Perhaps more importantly, this added acreage in one of America’s best drilling spots has the ability to be a real game-changer for the firm and eliminate some of the struggles that have plagued Exxon over the last few years.
In the end, Investors need to buy XOM stock on its big oily buy.
XOM Stock Doubles Down
When it comes to America’s shale fields, there are as few as prolific as the Permian Basin. The area in Texas and New Mexico — which is about the size of South Dakota — has a unique geology.

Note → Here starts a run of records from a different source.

use clap::Parser;

/// This program computes the winner of an election with classical social-choice rules.
#[derive(Parser, Debug, Clone)]
#[clap(author, version, about, long_about = None)]
pub struct Args {
    /// (file path, optional) A JSON file describing the election: input source, rule and
    /// tie-break policy. The other flags override the values of this file.
    #[clap(short, long, value_parser)]
    pub config: Option<String>,
    /// (file path) A reference file containing the outcome of an election in JSON format. If provided, scvote will
    /// check that the computed summary matches the reference.
    #[clap(short, long, value_parser)]
    pub reference: Option<String>,

    /// (file path, 'stdout' or empty) If specified, the summary of the election will be written in JSON format to the given
    /// location.
    #[clap(short, long, value_parser)]
    pub out: Option<String>,

    /// (file path) The table of scores: one row per agent, one column per alternative.
    #[clap(short, long, value_parser)]
    pub input: Option<String>,

    /// (csv or xlsx, default from the file extension) The type of the input.
    #[clap(long, value_parser)]
    pub input_type: Option<String>,

    /// (default plurality) One of dictatorship, scoring, plurality, veto, borda, harmonic, stv, range.
    #[clap(long, value_parser)]
    pub rule: Option<String>,

    /// (default max) One of max, min, random, or the number of the agent that breaks ties.
    #[clap(long, value_parser)]
    pub tie_break: Option<String>,

    /// (number, optional) Seed of the random tie-break, for reproducible results.
    #[clap(long, value_parser)]
    pub seed: Option<u64>,

    /// (number) The agent whose first choice wins, for the dictatorship rule.
    #[clap(long, value_parser)]
    pub dictator: Option<u32>,

    /// (comma-separated numbers) The points given to each rank, for the scoring rule.
    #[clap(long, value_parser, use_value_delimiter = true)]
    pub score_vector: Option<Vec<f64>>,

    /// (default 1) The first row of the table that contains scores. Rows above it are headers.
    #[clap(long, value_parser)]
    pub first_row: Option<usize>,

    /// (default 1) The first column of the table that contains scores. Columns before it are labels.
    #[clap(long, value_parser)]
    pub first_column: Option<usize>,

    /// (default: first sheet) When using an Excel file, indicates the name of the worksheet to use.
    #[clap(long, value_parser)]
    pub excel_worksheet_name: Option<String>,

    // Other arguments
    /// If passed as an argument, will turn on verbose logging to the standard output.
    #[clap(long, takes_value = false)]
    pub verbose: bool,
}
use super::Phase;

/// One item that could not be processed.
#[derive(Debug, Clone, PartialEq, Eq)]
pub struct FailureRecord {
    /// the item's basename
    pub item: String,
    pub phase: Phase,
    /// short, stable error kind, e.g. `missing-auxiliary`
    pub kind: &'static str,
    pub message: String,
}

/// What happened to every item in a run.
#[derive(Debug, Clone, Default, PartialEq, Eq)]
pub struct BatchResult {
    pub submitted: usize,
    pub dry_run: usize,
    pub skipped: usize,
    pub failed: usize,
    /// sorted by item
    pub failures: Vec<FailureRecord>,
    pub skipped_items: Vec<String>,
    /// (item, job id) for every job the scheduler accepted
    pub jobs: Vec<(String, String)>,
}

impl BatchResult {
    pub fn total(&self) -> usize {
        self.submitted + self.dry_run + self.skipped + self.failed
    }

    pub fn has_failures(&self) -> bool {
        self.failed > 0
    }

    pub(super) fn record_failure(&mut self, failure: FailureRecord) {
        self.failed += 1;
        self.failures.push(failure);
    }

    pub(super) fn record_skipped(&mut self, item: &str) {
        self.skipped += 1;
        self.skipped_items.push(item.to_owned());
    }

    pub(super) fn record_job(&mut self, item: &str, job_id: &str) {
        self.submitted += 1;
        self.jobs.push((item.to_owned(), job_id.to_owned()));
    }

    pub(super) fn finish(&mut self) {
        self.failures.sort_by(|a, b| a.item.cmp(&b.item));
    }
}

The Permian is stacked like a layer cake, with various geology segments on top of each other. This stacking means that an energy producer can drill just once and hit multiple layers of the cake and get extra oil from each one. As a result, the Permian features some of the cheapest well costs out there. And in the age of low-priced oil, it’s become the hotbed of activity in the country. More than half of all rigs currently working in North America are in the Permian.

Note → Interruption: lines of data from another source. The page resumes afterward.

use std::time::Instant;

use colored::Colorize;

use crate::batch::BatchResult;
use crate::submit::{Mode, STATUS_HINT};

/// All interactions with the text UI should go through this struct.
pub struct Ui {
    /// -v setting, displays extra text info to user
    pub verbose: bool,
    /// started when the batch starts
    start: Instant,
}

impl Ui {
    pub fn new(verbose: bool) -> Self {
        Self {
            verbose,
            start: Instant::now(),
        }
    }

    pub fn verbose_msg(&self, msg: &str) {
        if self.verbose {
            eprintln!("{}", msg);
        }
    }

    /// `*** [i/N] name ***`
    pub fn progress(&self, i: usize, total: usize, name: &str) {
        println!("{}", format!("*** [{i}/{total}] {name} ***").magenta());
    }

    pub fn dry_run(&self, command: &str) {
        println!("{} {}", "dry run:".cyan(), command);
    }

    pub fn submitted(&self, command: &str, job_id: &str) {
        if self.verbose {
            println!("{}", command);
        }
        println!("{} job {}", "submitted".green(), job_id.bold());
    }

    pub fn skipped(&self, name: &str, reason: &str) {
        println!("{} {}: {}", "skipping".yellow(), name, reason);
    }

    pub fn failed(&self, name: &str, message: &str) {
        eprintln!("{} {}: {}", "failed".red(), name, message);
    }

    pub fn summary(&self, result: &BatchResult, mode: Mode) {
        println!();
        let counts = match mode {
            Mode::DryRun => format!("{} written (dry run)", result.dry_run),
            Mode::Submit => format!("{} submitted", result.submitted),
        };
        println!(
            "{} items: {}, {} skipped, {} failed",
            result.total(),
            counts,
            result.skipped,
            result.failed
        );

        if result.has_failures() {
            eprintln!("{}", "Failed items:".red().bold());
            for failure in &result.failures {
                eprintln!(
                    "  {} [{}] {}: {}",
                    failure.item, failure.phase, failure.kind, failure.message
                );
            }
        }

        if mode == Mode::Submit {
            println!("Submitted {} jobs", result.submitted);
            println!("{}", STATUS_HINT);
        }

        if self.verbose {
            eprintln!("Batch took {:?}", self.start.elapsed());
        }
    }
}
macro_rules! p (
    ($name:ident( $($arg: ident :  $arg_type: ty),* ) -> $ret:ty, $code:expr) => (
        combine::parser!{
            pub fn $name['a, I]($($arg : $arg_type),*)(I) -> $ret
                where
                [I: combine::stream::RangeStream<
                 Range = &'a str,
                 Token = char>,
                 I::Error: combine::ParseError<char, &'a str, <I as combine::stream::StreamOnce>::Position>,
                 <I::Error as combine::ParseError<char, &'a str, <I as combine::stream::StreamOnce>::Position>>::StreamError:
                 From<std::num::ParseIntError> +
                 From<std::num::ParseFloatError>
            ]            {
                $code
            }
        }
    );
);
use std::path::{Path, PathBuf};

use crate::fs::{self, Fs};

#[derive(thiserror::Error, Debug)]
pub enum Error {
    #[error("Input path {0:?} has no usable file name")]
    NoBasename(PathBuf),
    #[error("while looking for input files")]
    Fs(#[from] fs::Error),
}

/// Instrument family, inferred from the first letter of a line's name.
#[derive(Debug, Clone, Copy, PartialEq, Eq)]
pub enum Sensor {
    Eagle,
    Hawk,
}

impl Sensor {
    pub fn from_basename(basename: &str) -> Option<Self> {
        match basename.chars().next() {
            Some('e') => Some(Self::Eagle),
            Some('h') => Some(Self::Hawk),
            _ => None,
        }
    }

    /// Text that identifies this sensor's auxiliary files.
    pub fn keyword(&self) -> &'static str {
        match self {
            Self::Eagle => "eagle",
            Self::Hawk => "hawk",
        }
    }
}

/// One input file to be processed into a finished product.
#[derive(Debug, Clone, PartialEq, Eq)]
pub struct Item {
    /// file name without extension; also used as the job name
    pub basename: String,
    /// absolute path to the input file
    pub path: PathBuf,
    pub sensor: Option<Sensor>,
}

impl Item {
    pub fn new(path: PathBuf) -> Result<Self, Error> {
        let basename = path
            .file_stem()
            .and_then(|s| s.to_str())
            .filter(|s| !s.is_empty())
            .ok_or_else(|| Error::NoBasename(path.clone()))?
            .to_owned();
        let sensor = Sensor::from_basename(&basename);
        Ok(Self {
            basename,
            path,
            sensor,
        })
    }

    /// Directory containing the input file.
    pub fn dir(&self) -> &Path {
        self.path.parent().unwrap_or_else(|| Path::new("/"))
    }
}

/// Collect the items for a run.
///
/// A single directory argument is searched for files ending in `suffix`;
/// otherwise every argument is taken as an input file. Items are sorted by path.
pub fn discover(fs: &Fs, inputs: &[PathBuf], suffix: &str) -> Result<Vec<Item>, Error> {
    let paths = match inputs {
        [dir] if fs.is_dir(dir) => {
            log::info!("searching {dir:?} for files ending in \"{suffix}\"");
            fs.list_files(dir, suffix)?
        }
        _ => inputs.to_vec(),
    };
    let mut items = paths
        .into_iter()
        .map(Item::new)
        .collect::<Result<Vec<_>, _>>()?;
    items.sort_by(|a, b| a.path.cmp(&b.path));
    items.dedup_by(|a, b| a.path == b.path);
    Ok(items)
}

And XOM has just doubled its size there.
Exxon will pay the prominent Bass Family of Texas a cool $5.6 billion in XOM stock upfront as well as cash payments worth up a $1 billion per year over 2020 to 2032 based on how the production cycle goes to get its hands on roughly 275,000 acres in New Mexico’s Permian. Exxon’s new acerage currently produces around 18,000 barrels of oil equivalent (BOE) per day.
That may seem like a lot of coin for little current production. But this is a deal about the long term, as the potential for the acreage is monstrous. XOM will add about 3.4 billion barrels of oil equivalent to its reserves. Exxon will have more than six billion barrels worth of energy in Permian shale.
And it did so cheaply. XOM is paying around $20,000 per acre. This compares to the roughly $33,000 per acre that Noble Energy, Inc. (NYSE:NBL) agreed to pay Clayton Williams Energy, Inc. (NYSE:CWEI) the day before.
A Major Win For Exxon
That extra 3.4 billion barrels is just what XOM needed to get over its current production funk. The funk of dwindling reserves and lower production has plagued the integrated major for years now. Well, it’s a plague no more. The real beauty is that buyout is really just a bolt-on for Exxon. That’s because this is XTO Energy’s backyard.